Manchester International Festival’s USP has always been the creation of original, new work – premières which then carry the brand around the world, at least in theory. This bold attitude has led to some remarkable triumphs over the years and some unique events for Manchester.
Even so, there are some recurring figures and one of them has been Damon Albarn. His Demon Days Live show was actually MIF’s very first trailblazer event, while his ambitious opera-esque production Monkey: Journey To The West opened the first MIF in 2007 with Dr. Dee following in 2011. He also provided the music for Punchdrunk’s brilliantly disturbing It Felt Like A Kiss.

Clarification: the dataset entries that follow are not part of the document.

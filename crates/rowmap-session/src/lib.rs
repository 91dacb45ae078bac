//! Identity-mapped entity store for rowmap.
//!
//! The [`EntityStore`] binds record types to tables and hands out rows as
//! [`Entity`] handles. It owns one identity cache per registered type, so
//! every read of the same identifier yields the same instance, and it writes
//! changes back in batched, transactional round trips.
//!
//! # Design Philosophy
//!
//! - **One instance per row**: entities are shared handles owned by the cache
//! - **No write-through**: changes are staged on a [`Draft`] and applied to
//!   the cached entity only after the transaction commits
//! - **Explicit context**: the store is an ordinary value; there is no global
//!   registry
//! - **Blocking**: every call completes its database round trips before
//!   returning
//!
//! # Example
//!
//! ```ignore
//! let store = EntityStore::new(connection);
//! store.register::<Widget>()?;
//!
//! // Insert two rows with generated ids
//! let widgets = store.new_objects_count::<Widget>(2)?;
//!
//! // Change one and write it back
//! let mut draft = widgets[0].modify();
//! draft.set("price", 12)?;
//! store.persist(vec![draft.finish()])?;
//!
//! // Same instance on every lookup
//! let again = store.get::<Widget>(widgets[0].id(), GetPolicy::LocalOnly)?;
//! assert_eq!(again.as_ref(), Some(&widgets[0]));
//!
//! store.delete::<Widget>(&[*widgets[1].id()])?;
//! ```

pub mod entity;
pub mod identity;
pub mod initializer;
pub mod normalize;
pub mod refresh;
mod registry;
pub mod store;

#[cfg(any(test, feature = "testing"))]
pub mod testing;

use rowmap_core::IsolationLevel;
use serde::{Deserialize, Serialize};

pub use entity::{Draft, Entity, Lifecycle, Persistable};
pub use identity::IdentityCache;
pub use initializer::{EntityInitializer, FieldDefaults, NullInitializer, RecordDefaults};
pub use normalize::{normalize_generated_id, try_normalize_generated_id};
pub use refresh::{
    RefreshOutcome, RefreshReport, RefreshStrategy, RefreshTask, Sequential, Threaded,
};
pub use store::{EntityStore, GetPolicy, RegisterOptions, StoreDebugInfo};

// ============================================================================
// Store Configuration
// ============================================================================

/// How key lists are sent in select-by-key and delete statements.
#[derive(Debug, Clone, Copy, PartialEq, Eq, Default, Serialize, Deserialize)]
#[serde(rename_all = "snake_case")]
pub enum KeyBinding {
    /// One bind parameter per key.
    #[default]
    Parameters,
    /// Keys rendered as literals by the dialect.
    Inline,
}

/// Configuration for [`EntityStore`] behavior.
#[derive(Debug, Clone, PartialEq, Eq, Serialize, Deserialize)]
#[serde(default)]
pub struct StoreConfig {
    /// Isolation level of persist, delete and creation transactions.
    pub write_isolation: IsolationLevel,
    /// How key lists are sent.
    pub key_binding: KeyBinding,
    /// Fail instead of passing through generated keys that cannot be
    /// converted losslessly to the declared id type.
    pub strict_id_normalization: bool,
    /// Split key lists longer than this into several statements.
    pub max_keys_per_statement: Option<usize>,
}

impl Default for StoreConfig {
    fn default() -> Self {
        Self {
            write_isolation: IsolationLevel::ReadUncommitted,
            key_binding: KeyBinding::Parameters,
            strict_id_normalization: false,
            max_keys_per_statement: None,
        }
    }
}

impl StoreConfig {
    /// Set the write transaction isolation level.
    pub fn with_write_isolation(mut self, isolation: IsolationLevel) -> Self {
        self.write_isolation = isolation;
        self
    }

    /// Set how key lists are sent.
    pub fn with_key_binding(mut self, binding: KeyBinding) -> Self {
        self.key_binding = binding;
        self
    }

    /// Enable or disable strict generated-key normalization.
    pub fn with_strict_id_normalization(mut self, strict: bool) -> Self {
        self.strict_id_normalization = strict;
        self
    }

    /// Limit the number of keys per statement.
    pub fn with_max_keys_per_statement(mut self, max: usize) -> Self {
        self.max_keys_per_statement = Some(max);
        self
    }

    /// Load a configuration from JSON; missing fields take their defaults.
    pub fn from_json(json: &str) -> rowmap_core::Result<Self> {
        serde_json::from_str(json)
            .map_err(|e| rowmap_core::Error::invalid_argument(format!("invalid store config: {}", e)))
    }
}

// ============================================================================
// Unit Tests
// ============================================================================

#[cfg(test)]
mod tests {
    use super::*;

    #[test]
    fn test_store_config_defaults() {
        let config = StoreConfig::default();
        assert_eq!(config.write_isolation, IsolationLevel::ReadUncommitted);
        assert_eq!(config.key_binding, KeyBinding::Parameters);
        assert!(!config.strict_id_normalization);
        assert!(config.max_keys_per_statement.is_none());
    }

    #[test]
    fn test_store_config_from_json() {
        let config =
            StoreConfig::from_json(r#"{"key_binding": "inline", "max_keys_per_statement": 100}"#)
                .unwrap();
        assert_eq!(config.key_binding, KeyBinding::Inline);
        assert_eq!(config.max_keys_per_statement, Some(100));
        assert_eq!(config.write_isolation, IsolationLevel::ReadUncommitted);

        assert!(StoreConfig::from_json("{\"key_binding\": 3}").unwrap_err().is_config());
    }

    #[test]
    fn test_store_config_builders() {
        let config = StoreConfig::default()
            .with_write_isolation(IsolationLevel::Serializable)
            .with_strict_id_normalization(true)
            .with_max_keys_per_statement(2);
        assert_eq!(config.write_isolation, IsolationLevel::Serializable);
        assert!(config.strict_id_normalization);
        assert_eq!(config.max_keys_per_statement, Some(2));
    }
}
//! Procedural macros for rowmap.
//!
//! `#[derive(Record)]` binds a plain struct of non-id fields to a table:
//!
//! ```ignore
//! #[derive(Record, Debug, Clone, Default)]
//! #[rowmap(table = "widgets", id = i64)]
//! pub struct Widget {
//!     pub name: String,
//!     #[rowmap(column = "unit_price")]
//!     pub price: i32,
//! }
//! ```
//!
//! Struct attributes:
//!
//! - `table = "..."`: table name (default: the struct name in snake_case)
//! - `id = Type`: identifier type, one of `i32`, `i64`, `BigInt`, `String`
//!   (default `i64`)
//! - `id_column = "..."`: id column name (default `"id"`)
//!
//! Field attributes:
//!
//! - `column = "..."`: column name (default: the field name)
//!
//! Besides the `Record` implementation, the derive generates two accessor
//! traits, `<Name>Fields` (typed getters) and `<Name>FieldsMut` (typed
//! `set_<field>` setters), implemented for everything exposing the record's
//! fields: entities, drafts and anything else implementing `FieldRead` /
//! `FieldWrite` for the record.

use proc_macro::TokenStream;
use syn::{DeriveInput, parse_macro_input};

mod record_derive;

/// Derive `rowmap::Record` and the typed field accessor traits.
#[proc_macro_derive(Record, attributes(rowmap))]
pub fn derive_record(input: TokenStream) -> TokenStream {
    let input = parse_macro_input!(input as DeriveInput);
    match record_derive::parse_record(&input) {
        Ok(def) => record_derive::generate_record_impl(&def).into(),
        Err(e) => e.to_compile_error().into(),
    }
}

This time around he has reunited with the National Theatre’s director Rufus Norris, also the director of Dr. Dee, for a dizzyingly crazy musical take on Lewis Carroll’s classic Alice in Wonderland. As the title indicates, though, this is an Alice for the digital age.
Albarn and Norris have been joined by the acclaimed writer Moira Buffini, who provides the book and lyrics, observing that Alice In Wonderland is “one of those stories that works on our subconscious and you can make mean different things according to what you bring to it. It’s endlessly re-inventable”.
Thus wonder.land (at the Palace Theatre) twists back and forth between superficially dull, day-to-day reality – broken marriages, school bullying, addictive behaviour of various sorts and even identity theft – and the heightened day-glo ‘reality’ of a computer game called wonder.land, created with high-tech visuals and some truly striking sets and costumes, courtesy of Rae Smith and her team.
In the playful yet creepily menacing world of wonder.land, presided over by the distinctly threatening figure of the Cheshire Cat, attractive and ‘princess-like’ (significantly, she’s also white) Alice (Rosalie Craig) is the online avatar creation of insecure mixed-race schoolgirl, Aly (Lois Chimimba), led on a quest by the mysterious White Rabbit (Rob Compton), whose choreography bears the strong stamp of Javier de Frutos. There she meets strange but mostly friendly creatures such as the especially John Tenniel-inspired Dodo (Ivan De Freitas) and the wacky-baccy-smoking caterpillar (Hal Fowler). This contrasts with her ‘normal’ life where she’s constantly bullied at school and online, and where the sundered relationship between her mother Bianca (Golda Rosheuvel) and her online-gambling addicted father Matt (Paul Hilton) only gets more and more fractious.
But things get even worse for Aly after headmistress Ms Manxome (a splendidly sinister and scene-stealing Anna Francolini, seen not long ago in the Royal Exchange’s That Day We Sang) confiscates her mobile phone and starts playing the game for herself. Her transformation into the Red Queen is one of the most impressive and coherent strands in a show which mostly revels in its own anarchic approach, and can suffer for it in places.
There is also a strange, although not entirely inappropriate, tension in the production between child-like innocence and a much more knowing adult approach. There were sniggers, for instance, both for Dee (Sam Mackay) and Dum (Sam Archer)’s fart jokes and when a song called Everyone Loves Charlie was rolled out, while Matt often seemed to be rolling out the barrel in his own lost Lionel Bart musical, complete with songs designed to induce a mass knees-up.
But mostly the music was pretty dull, and, even with the production’s impressive sets and a wonderfully crazy premise that, overall, it makes entertainingly believable, this is the show’s essential problem.
Can it be fixed before moving on to London’s National Theatre and the Théâtre du Châtelet in Paris? Almost certainly, I would say, and in the meantime there’s already plenty to be enjoyed and chewed over in a production that’s another admirable first for Manchester International Festival.